Obviously, if they're female, they run the risk of getting raped, even as early as babies.
You'll be quite shocked how often babies get raped in South Africa.
Babies?
Babies, I kid you not.
I know that there's a superstition that if you have AIDS, if you have sex with a virgin, somehow it's going to cure you.
Is there any superstition or fetish around sex with infants?
Yes, I think it's partly that and I think the other part is just They're completely evil human beings here, because, you know, it's like literally every, almost every day, you know, you see these things, you know, in the local newspaper, you know, maybe baby or toddlers get raped, you know, and that's, it's, you know, as if
It gets reported, but you've seen it so many times now, you just kind of get acclimated to it.
I can't imagine what kind of trauma that is for a child to grow up with as well.
I mean, astonishing, horrifying, and what that does to the culture as a whole.
I mean, it's just brutal.
Yeah, yeah, absolutely.
You know, and I mean, we've talked about the murder and the violence, you know.
I mean, just this Thursday that passed, finished my night shift, and a 17-year-old kid got murdered for money.
And not just, like, shot or anything.
I mean, he was... I mean, that's not quite easy for me to talk about, but I mean, he was disemboweled and partially decapitated.
Disemboweled?
Yeah.
But why would you disembowel?
I mean, just kill someone for money?
Well, I don't understand the disemboweling part.
Wouldn't that slow you down?
I don't know.
That seems needlessly sadistic.
Not that the murder is not horrifying enough, of course.
I don't know.
I mean, it's just like... I don't know why anyone would go to that extreme.
It's just, I mean, completely shocking to me.
And...
I know in some of the black communities, sometimes children go missing and get chopped up for magic potions and stuff like that.
I know that's a reality.
But doing just this for money, I don't know why this... And I can't imagine a lot of money either.
Yeah, it's actually not really that much amount of money.
I think it was like 8,000 Rand, which was probably equivalent of, I don't know, something like $600 or something.
Right.
Well, given the salary, that's almost a month's salary, right?
Yeah, it's almost a month.
Yeah.
Yeah.
Wow.
What's it doing to you living in this environment, do you think?
How do you feel about it?
You wake up in the morning and the sun's coming in.
What's your thought about your day?
You know, the thing is, I honestly don't look forward to going to work Obviously, I suppose this is quite ironic, I suppose, but I obviously work in a very hazardous environment, being an armed response officer.

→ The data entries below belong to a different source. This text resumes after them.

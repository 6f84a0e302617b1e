use super::*;

use std::fs;
use std::path::Path;

use respawn::DaemonStatusCode;
use respawn_config::{LogFormat, StopSignal};
use rstest::{fixture, rstest};
use tempfile::TempDir;

fn args(values: &[&str]) -> Vec<OsString> {
    values.iter().map(OsString::from).collect()
}

fn parse(values: &[&str]) -> Cli {
    Cli::try_parse_from(args(values)).expect("arguments parse")
}

struct ImmediateShutdown {
    signal: i32,
    waits: usize,
}

impl ShutdownSignal for ImmediateShutdown {
    fn wait(&mut self) -> Result<i32, ShutdownError> {
        self.waits += 1;
        Ok(self.signal)
    }
}

#[fixture]
fn dir() -> TempDir {
    TempDir::new().expect("temp dir")
}

#[test]
fn start_forwards_the_invocation_explicitly() {
    let argv = args(&["/usr/bin/respawn", "--pid-file", "/tmp/d.pid", "start", "--", "a b"]);
    let cli = Cli::try_parse_from(&argv).expect("parse");
    let config = cli.daemon_config(&argv);
    assert_eq!(config.argv(), Some(argv.as_slice()));
    assert_eq!(config.pid_file(), Some(Path::new("/tmp/d.pid")));
    assert_eq!(cli.daemon_command(), respawn::DaemonCommand::Start);
}

#[test]
fn infer_argv_leaves_reconstruction_to_the_platform() {
    let argv = args(&["respawn", "start", "--infer-argv"]);
    let config = parse(&["respawn", "start", "--infer-argv"]).daemon_config(&argv);
    assert_eq!(config.argv(), None);
}

#[test]
fn extra_arguments_reach_the_configuration() {
    let cli = parse(&[
        "respawn",
        "start",
        "--runtime-arg",
        "--log-format=json",
        "--program-arg",
        "extra",
    ]);
    let config = cli.daemon_config(&[]);
    assert_eq!(config.extra_runtime_args(), args(&["--log-format=json"]).as_slice());
    assert_eq!(config.extra_program_args(), args(&["extra"]).as_slice());
}

#[test]
fn trailing_arguments_are_captured_with_or_without_separator() {
    for argv in [
        &["respawn", "start", "--", "one", "--two"][..],
        &["respawn", "start", "one", "--two"][..],
    ] {
        match parse(argv).command {
            CliCommand::Start(start) => assert_eq!(start.trailing, args(&["one", "--two"])),
            other => panic!("expected start, got {other:?}"),
        }
    }
}

#[test]
fn probe_commands_ignore_start_only_settings() {
    let argv = args(&["respawn", "status", "--stdout", "/tmp/d.out"]);
    let cli = Cli::try_parse_from(&argv).expect("parse");
    let config = cli.daemon_config(&argv);
    assert_eq!(config.argv(), None);
    assert_eq!(config.stdout(), Path::new("/tmp/d.out"));
    assert_eq!(cli.daemon_command(), respawn::DaemonCommand::Status);
}

#[rstest]
#[case("interrupt", StopSignal::Interrupt)]
#[case("TERMINATE", StopSignal::Terminate)]
fn stop_signal_is_selectable(#[case] value: &str, #[case] expected: StopSignal) {
    let cli = parse(&["respawn", "stop", "--stop-signal", value]);
    assert_eq!(cli.daemon_config(&[]).stop_signal(), expected);
}

#[test]
fn logging_options_build_telemetry_settings() {
    let cli = parse(&["respawn", "--log-format", "json", "--log-filter", "debug", "status"]);
    let telemetry = cli.telemetry();
    assert_eq!(telemetry.log_format(), LogFormat::Json);
    assert_eq!(telemetry.log_filter(), "debug");
}

#[test]
fn serve_reports_arguments_and_waits_for_shutdown() {
    let cli = parse(&["respawn", "start", "--", "hello", "world"]);
    let mut shutdown = ImmediateShutdown {
        signal: 15,
        waits: 0,
    };
    let mut stdout = Vec::new();
    let code = serve(&cli, 4242, &mut stdout, &mut shutdown).expect("serve");

    assert_eq!(code, ExitCode::SUCCESS);
    assert_eq!(shutdown.waits, 1);
    let output = String::from_utf8(stdout).expect("utf8");
    assert_eq!(
        output,
        "daemon 4242 started with arguments [\"hello\", \"world\"]\ndaemon 4242 stopping on signal 15\n"
    );
}

#[rstest]
fn corrupt_pid_file_is_explained_on_stderr(dir: TempDir) {
    let pid_file = dir.path().join("d.pid");
    fs::write(&pid_file, "garbage").expect("seed");
    let mut stdout = Vec::new();
    let mut stderr = Vec::new();
    let exit = run(
        args(&["respawn", "status", "--pid-file", pid_file.to_str().expect("utf8 path")]),
        &mut stdout,
        &mut stderr,
    );
    assert_eq!(exit, ExitCode::from(DaemonStatusCode::Unknown.exit_code()));
    assert_eq!(String::from_utf8(stdout).expect("utf8"), "unknown\n");
    let message = String::from_utf8(stderr).expect("utf8");
    assert!(message.contains("holds 'garbage'"), "{message}");
}

#[rstest]
fn status_without_daemon_exits_three(dir: TempDir) {
    let pid_file = dir.path().join("absent.pid");
    let mut stdout = Vec::new();
    let mut stderr = Vec::new();
    let exit = run(
        args(&["respawn", "status", "--pid-file", pid_file.to_str().expect("utf8 path")]),
        &mut stdout,
        &mut stderr,
    );
    assert_eq!(exit, ExitCode::from(3));
    assert_eq!(String::from_utf8(stdout).expect("utf8"), "not running\n");
}

#[rstest]
fn stop_with_corrupt_pid_file_exits_one(dir: TempDir) {
    let pid_file = dir.path().join("d.pid");
    fs::write(&pid_file, "garbage").expect("seed");
    let mut stdout = Vec::new();
    let mut stderr = Vec::new();
    let exit = run(
        args(&["respawn", "stop", "--pid-file", pid_file.to_str().expect("utf8 path")]),
        &mut stdout,
        &mut stderr,
    );
    assert_eq!(exit, ExitCode::from(1));
}

#[test]
fn missing_pid_file_option_is_reported() {
    let mut stdout = Vec::new();
    let mut stderr = Vec::new();
    let exit = run(args(&["respawn", "status"]), &mut stdout, &mut stderr);
    // RESPAWN_PID_FILE may be set in the environment running the tests.
    if std::env::var_os("RESPAWN_PID_FILE").is_none() {
        assert_eq!(exit, ExitCode::FAILURE);
        let message = String::from_utf8(stderr).expect("utf8");
        assert!(message.contains("no pid file is configured"), "{message}");
    }
}

#[test]
fn help_goes_to_stdout() {
    let mut stdout = Vec::new();
    let mut stderr = Vec::new();
    let exit = run(args(&["respawn", "--help"]), &mut stdout, &mut stderr);
    assert_eq!(exit, ExitCode::SUCCESS);
    assert!(String::from_utf8(stdout).expect("utf8").contains("start"));
    assert!(stderr.is_empty());
}

#[test]
fn unknown_subcommand_is_a_usage_error() {
    let mut stdout = Vec::new();
    let mut stderr = Vec::new();
    let exit = run(args(&["respawn", "restart"]), &mut stdout, &mut stderr);
    assert_eq!(exit, ExitCode::from(2));
    let message = String::from_utf8(stderr).expect("utf8");
    assert!(message.contains("restart"), "{message}");
    assert!(stdout.is_empty());
}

But, you know, at the same time, you know, I'm pretty much scared to death, you know.
I mean, it's a reality that you could be next.
I try not to focus on these things, but it keeps on mauling in the back of your head.
Of course, yeah.
As a medic, before this job, I had to declare a lot of people dead.
You never forget that.
The worst case I had was I think it was about a year or two ago on Christmas, literally where I had an entire family that just finished the Christmas meal, got into a car and gone like that, you know.
And the daughter survived, but I mean, you know, having to try and help those people, You know, and after we're telling her that, sorry, your mom and dad's dead, that just, man, that's pretty much hell on me, man.
That sucks.
You know what I mean?
Yeah.
I know being a medic, when I chose the occupation of being a medic, you know, I mean, you know, there's going to be emotional trauma for you.
It's, I guess, part of the job, but I mean, she's having, One death after another is just too much.
It's pretty much why I quit being a medic.
You just can't handle that anymore.
That must be a pretty high burnout rate for the occupation.
Yeah, man.
Yeah, no, definitely.
And, you know, even this job that I'm doing now, I'm doing it now for about eight months and it's pretty stressful.
I mean, you don't have a partner or anything.
It's you alone in a car, and, you know, you have to go in some pretty dodgy places, let me tell you.
And that works on me quite a lot as well.
And, you know, I'm studying part-time for my bachelor's degree, as I mentioned, and I just don't quite know exactly how I'm going to endure doing this job and studying part-time as well until I eventually have the capacity to make a move somewhere.
Why?
I don't know much about the legality of this.
Of course, my father lived in South Africa and it was very hard for him to get money out of the country to help.
And then he left when he finished his career.
What is it like to get out?
I mean, where do you want to head to?
You know, like I mentioned, I've been to New Zealand.
I've got some family there.
I've thought of actually maybe going to Japan.
I enjoy learning new cultures.
I've got quite a liking for Japanese culture.
I want to learn a new foreign language, and so on.
Not quite set yet.
Maybe I'm still deciding between New Zealand and Japan, but the problem is to immigrate.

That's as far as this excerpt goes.